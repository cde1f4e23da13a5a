#![cfg_attr(feature = "fail-on-warnings", deny(warnings))]
#![warn(clippy::all, clippy::pedantic, clippy::nursery, clippy::cargo)]
#![allow(clippy::multiple_crate_versions, clippy::cargo_common_metadata)]

//! Issue record types shared across the issue crawler.
//!
//! An [`IssueRecord`] is an open-ended label → value mapping built from
//! whatever labels the issue page exposes. [`IssueRow`] is the fixed
//! six-column projection of a record that ends up in the CSV output.

use std::collections::BTreeMap;
use std::fmt;

use serde::Serialize;

/// Record key for the issue type in the details list.
pub const TYPE_LABEL: &str = "Type:";
/// Record key for the assignee in the people list.
pub const ASSIGNEE_LABEL: &str = "Assignee:";
/// Record key for the creation timestamp in the dates list.
pub const CREATED_LABEL: &str = "Created:";
/// Derived record key holding the creation time as Unix epoch seconds.
pub const CREATED_EPOCH_KEY: &str = "Created Epoch";
/// Synthesized record key holding the description text.
pub const DESCRIPTION_KEY: &str = "Description";
/// Synthesized record key holding the encoded comment thread.
pub const COMMENTS_KEY: &str = "Comments";

/// Separator placed between encoded comments in [`COMMENTS_KEY`].
pub const COMMENT_SEPARATOR: &str = "; ";

/// Flat label → value mapping extracted from one issue page.
///
/// Keys are page labels verbatim (including the trailing colon, e.g.
/// `"Type:"`) plus the derived keys above. Inserting an existing key
/// replaces its value.
#[derive(Debug, Clone, Default, PartialEq, Eq)]
pub struct IssueRecord {
    fields: BTreeMap<String, String>,
}

impl IssueRecord {
    /// Creates an empty record.
    #[must_use]
    pub const fn new() -> Self {
        Self {
            fields: BTreeMap::new(),
        }
    }

    /// Sets `key` to `value`, returning the value it replaced, if any.
    pub fn insert(&mut self, key: impl Into<String>, value: impl Into<String>) -> Option<String> {
        self.fields.insert(key.into(), value.into())
    }

    /// Returns the value stored under `key`.
    #[must_use]
    pub fn get(&self, key: &str) -> Option<&str> {
        self.fields.get(key).map(String::as_str)
    }

    /// Returns the value stored under `key`, or `""` when absent.
    #[must_use]
    pub fn get_or_empty(&self, key: &str) -> &str {
        self.get(key).unwrap_or_default()
    }

    /// Number of fields in the record.
    #[must_use]
    pub fn len(&self) -> usize {
        self.fields.len()
    }

    /// Whether the record holds no fields.
    #[must_use]
    pub fn is_empty(&self) -> bool {
        self.fields.is_empty()
    }
}

/// A single comment from the issue's activity thread.
#[derive(Debug, Clone, PartialEq, Eq)]
pub struct Comment {
    /// Display name of the comment author.
    pub author: String,
    /// Timestamp as it appears in the page (`YYYY-MM-DDTHH:MM:SS±ZZZZ`).
    pub timestamp: String,
    /// [`Self::timestamp`] as Unix epoch seconds.
    pub epoch: i64,
    /// Comment body text.
    pub body: String,
}

impl Comment {
    /// Encodes the comment as `author:epoch:timestamp:body`.
    ///
    /// No escaping is applied, so the encoding is ambiguous when any field
    /// contains `:` or `; `.
    #[must_use]
    pub fn encode(&self) -> String {
        self.to_string()
    }
}

impl fmt::Display for Comment {
    fn fmt(&self, f: &mut fmt::Formatter<'_>) -> fmt::Result {
        write!(
            f,
            "{}:{}:{}:{}",
            self.author, self.epoch, self.timestamp, self.body
        )
    }
}

/// Joins encoded comments with [`COMMENT_SEPARATOR`], preserving order.
#[must_use]
pub fn join_comments(comments: &[Comment]) -> String {
    comments
        .iter()
        .map(Comment::encode)
        .collect::<Vec<_>>()
        .join(COMMENT_SEPARATOR)
}

/// The fixed six-column CSV projection of an [`IssueRecord`].
///
/// Field order is the CSV column order.
#[derive(Debug, Clone, Default, PartialEq, Eq, Serialize)]
pub struct IssueRow {
    /// Issue type (`Type:`).
    #[serde(rename = "Type")]
    pub issue_type: String,
    /// Assignee display name (`Assignee:`).
    #[serde(rename = "Assignee")]
    pub assignee: String,
    /// Creation timestamp (`Created:`).
    #[serde(rename = "Created")]
    pub created: String,
    /// Creation time as epoch seconds.
    #[serde(rename = "Created Epoch")]
    pub created_epoch: String,
    /// Description text.
    #[serde(rename = "Description")]
    pub description: String,
    /// Encoded comment thread.
    #[serde(rename = "Comments")]
    pub comments: String,
}

impl IssueRow {
    /// Column headers in output order.
    pub const HEADERS: [&'static str; 6] = [
        "Type",
        "Assignee",
        "Created",
        "Created Epoch",
        "Description",
        "Comments",
    ];
}

impl From<&IssueRecord> for IssueRow {
    fn from(record: &IssueRecord) -> Self {
        let field = |key: &str| record.get_or_empty(key).to_owned();
        Self {
            issue_type: field(TYPE_LABEL),
            assignee: field(ASSIGNEE_LABEL),
            created: field(CREATED_LABEL),
            created_epoch: field(CREATED_EPOCH_KEY),
            description: field(DESCRIPTION_KEY),
            comments: field(COMMENTS_KEY),
        }
    }
}

#[cfg(test)]
mod tests {
    use super::*;

    fn comment(author: &str, body: &str) -> Comment {
        Comment {
            author: author.to_owned(),
            timestamp: "2016-12-14T14:42:08+0000".to_owned(),
            epoch: 1_481_726_528,
            body: body.to_owned(),
        }
    }

    #[test]
    fn encodes_comment_fields_in_order() {
        assert_eq!(
            comment("Claus Ibsen", "Thanks for the PR").encode(),
            "Claus Ibsen:1481726528:2016-12-14T14:42:08+0000:Thanks for the PR"
        );
    }

    #[test]
    fn joins_comments_with_separator() {
        let joined = join_comments(&[comment("a", "first"), comment("b", "second")]);
        assert_eq!(
            joined,
            "a:1481726528:2016-12-14T14:42:08+0000:first; b:1481726528:2016-12-14T14:42:08+0000:second"
        );
    }

    #[test]
    fn joins_no_comments_to_empty_string() {
        assert_eq!(join_comments(&[]), "");
    }

    #[test]
    fn insert_overwrites_existing_key() {
        let mut record = IssueRecord::new();
        assert!(record.is_empty());
        assert_eq!(record.insert("Status:", "Open"), None);
        assert_eq!(
            record.insert("Status:", "Resolved"),
            Some("Open".to_owned())
        );
        assert_eq!(record.get("Status:"), Some("Resolved"));
        assert_eq!(record.len(), 1);
    }

    #[test]
    fn row_projects_known_labels() {
        let mut record = IssueRecord::new();
        record.insert(TYPE_LABEL, "Bug");
        record.insert(ASSIGNEE_LABEL, "Claus Ibsen");
        record.insert(CREATED_LABEL, "2016-12-14T14:42:08+0000");
        record.insert(CREATED_EPOCH_KEY, "1481726528");
        record.insert(DESCRIPTION_KEY, "Something broke");
        record.insert("Priority:", "Major");

        let row = IssueRow::from(&record);
        assert_eq!(row.issue_type, "Bug");
        assert_eq!(row.assignee, "Claus Ibsen");
        assert_eq!(row.created, "2016-12-14T14:42:08+0000");
        assert_eq!(row.created_epoch, "1481726528");
        assert_eq!(row.description, "Something broke");
        assert_eq!(row.comments, "");
    }

    #[test]
    fn row_defaults_missing_fields_to_empty() {
        assert_eq!(IssueRow::from(&IssueRecord::new()), IssueRow::default());
    }
}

----

▸ TASK PROMPT
Without leaving anything out, retype the material exactly.

▸ SOLUTION TO THIS PROBLEM
repository cde1f4e23da13a5a
#![cfg_attr(feature = "fail-on-warnings", deny(warnings))]
#![warn(clippy::all, clippy::pedantic, clippy::nursery, clippy::cargo)]
#![allow(clippy::multiple_crate_versions, clippy::cargo_common_metadata)]

//! Issue record types shared across the issue crawler.
//!
//! An [`IssueRecord`] is an open-ended label → value mapping built from
//! whatever labels the issue page exposes. [`IssueRow`] is the fixed
//! six-column projection of a record that ends up in the CSV output.

use std::collections::BTreeMap;
use std::fmt;

use serde::Serialize;

/// Record key for the issue type in the details list.
pub const TYPE_LABEL: &str = "Type:";
/// Record key for the assignee in the people list.
pub const ASSIGNEE_LABEL: &str = "Assignee:";
/// Record key for the creation timestamp in the dates list.
pub const CREATED_LABEL: &str = "Created:";
/// Derived record key holding the creation time as Unix epoch seconds.
pub const CREATED_EPOCH_KEY: &str = "Created Epoch";
/// Synthesized record key holding the description text.
pub const DESCRIPTION_KEY: &str = "Description";
/// Synthesized record key holding the encoded comment thread.
pub const COMMENTS_KEY: &str = "Comments";

/// Separator placed between encoded comments in [`COMMENTS_KEY`].
pub const COMMENT_SEPARATOR: &str = "; ";

/// Flat label → value mapping extracted from one issue page.
///
/// Keys are page labels verbatim (including the trailing colon, e.g.
/// `"Type:"`) plus the derived keys above. Inserting an existing key
/// replaces its value.
#[derive(Debug, Clone, Default, PartialEq, Eq)]
pub struct IssueRecord {
    fields: BTreeMap<String, String>,
}

impl IssueRecord {
    /// Creates an empty record.
    #[must_use]
    pub const fn new() -> Self {
        Self {
            fields: BTreeMap::new(),
        }
    }

    /// Sets `key` to `value`, returning the value it replaced, if any.
    pub fn insert(&mut self, key: impl Into<String>, value: impl Into<String>) -> Option<String> {
        self.fields.insert(key.into(), value.into())
    }

    /// Returns the value stored under `key`.
    #[must_use]
    pub fn get(&self, key: &str) -> Option<&str> {
        self.fields.get(key).map(String::as_str)
    }

    /// Returns the value stored under `key`, or `""` when absent.
    #[must_use]
    pub fn get_or_empty(&self, key: &str) -> &str {
        self.get(key).unwrap_or_default()
    }

    /// Number of fields in the record.
    #[must_use]
    pub fn len(&self) -> usize {
        self.fields.len()
    }

    /// Whether the record holds no fields.
    #[must_use]
    pub fn is_empty(&self) -> bool {
        self.fields.is_empty()
    }
}

/// A single comment from the issue's activity thread.
#[derive(Debug, Clone, PartialEq, Eq)]
pub struct Comment {
    /// Display name of the comment author.
    pub author: String,
    /// Timestamp as it appears in the page (`YYYY-MM-DDTHH:MM:SS±ZZZZ`).
    pub timestamp: String,
    /// [`Self::timestamp`] as Unix epoch seconds.
    pub epoch: i64,
    /// Comment body text.
    pub body: String,
}

impl Comment {
    /// Encodes the comment as `author:epoch:timestamp:body`.
    ///
    /// No escaping is applied, so the encoding is ambiguous when any field
    /// contains `:` or `; `.
    #[must_use]
    pub fn encode(&self) -> String {
        self.to_string()
    }
}

impl fmt::Display for Comment {
    fn fmt(&self, f: &mut fmt::Formatter<'_>) -> fmt::Result {
        write!(
            f,
            "{}:{}:{}:{}",
            self.author, self.epoch, self.timestamp, self.body
        )
    }
}

/// Joins encoded comments with [`COMMENT_SEPARATOR`], preserving order.
#[must_use]
pub fn join_comments(comments: &[Comment]) -> String {
    comments
        .iter()
        .map(Comment::encode)
        .collect::<Vec<_>>()
        .join(COMMENT_SEPARATOR)
}

/// The fixed six-column CSV projection of an [`IssueRecord`].
///
/// Field order is the CSV column order.
#[derive(Debug, Clone, Default, PartialEq, Eq, Serialize)]
pub struct IssueRow {
    /// Issue type (`Type:`).
    #[serde(rename = "Type")]
    pub issue_type: String,
    /// Assignee display name (`Assignee:`).
    #[serde(rename = "Assignee")]
    pub assignee: String,
    /// Creation timestamp (`Created:`).
    #[serde(rename = "Created")]
    pub created: String,
    /// Creation time as epoch seconds.
    #[serde(rename = "Created Epoch")]
    pub created_epoch: String,
    /// Description text.
    #[serde(rename = "Description")]
    pub description: String,
    /// Encoded comment thread.
    #[serde(rename = "Comments")]
    pub comments: String,
}

impl IssueRow {
    /// Column headers in output order.
    pub const HEADERS: [&'static str; 6] = [
        "Type",
        "Assignee",
        "Created",
        "Created Epoch",
        "Description",
        "Comments",
    ];
}

impl From<&IssueRecord> for IssueRow {
    fn from(record: &IssueRecord) -> Self {
        let field = |key: &str| record.get_or_empty(key).to_owned();
        Self {
            issue_type: field(TYPE_LABEL),
            assignee: field(ASSIGNEE_LABEL),
            created: field(CREATED_LABEL),
            created_epoch: field(CREATED_EPOCH_KEY),
            description: field(DESCRIPTION_KEY),
            comments: field(COMMENTS_KEY),
        }
    }
}

#[cfg(test)]
mod tests {
    use super::*;

    fn comment(author: &str, body: &str) -> Comment {
        Comment {
            author: author.to_owned(),
            timestamp: "2016-12-14T14:42:08+0000".to_owned(),
            epoch: 1_481_726_528,
            body: body.to_owned(),
        }
    }

    #[test]
    fn encodes_comment_fields_in_order() {
        assert_eq!(
            comment("Claus Ibsen", "Thanks for the PR").encode(),
            "Claus Ibsen:1481726528:2016-12-14T14:42:08+0000:Thanks for the PR"
        );
    }

    #[test]
    fn joins_comments_with_separator() {
        let joined = join_comments(&[comment("a", "first"), comment("b", "second")]);
        assert_eq!(
            joined,
            "a:1481726528:2016-12-14T14:42:08+0000:first; b:1481726528:2016-12-14T14:42:08+0000:second"
        );
    }

    #[test]
    fn joins_no_comments_to_empty_string() {
        assert_eq!(join_comments(&[]), "");
    }

    #[test]
    fn insert_overwrites_existing_key() {
        let mut record = IssueRecord::new();
        assert!(record.is_empty());
        assert_eq!(record.insert("Status:", "Open"), None);
        assert_eq!(
            record.insert("Status:", "Resolved"),
            Some("Open".to_owned())
        );
        assert_eq!(record.get("Status:"), Some("Resolved"));
        assert_eq!(record.len(), 1);
    }

    #[test]
    fn row_projects_known_labels() {
        let mut record = IssueRecord::new();
        record.insert(TYPE_LABEL, "Bug");
        record.insert(ASSIGNEE_LABEL, "Claus Ibsen");
        record.insert(CREATED_LABEL, "2016-12-14T14:42:08+0000");
        record.insert(CREATED_EPOCH_KEY, "1481726528");
        record.insert(DESCRIPTION_KEY, "Something broke");
        record.insert("Priority:", "Major");

        let row = IssueRow::from(&record);
        assert_eq!(row.issue_type, "Bug");
        assert_eq!(row.assignee, "Claus Ibsen");
        assert_eq!(row.created, "2016-12-14T14:42:08+0000");
        assert_eq!(row.created_epoch, "1481726528");
        assert_eq!(row.description, "Something broke");
        assert_eq!(row.comments, "");
    }

    #[test]
    fn row_defaults_missing_fields_to_empty() {
        assert_eq!(IssueRow::from(&IssueRecord::new()), IssueRow::default());
    }
}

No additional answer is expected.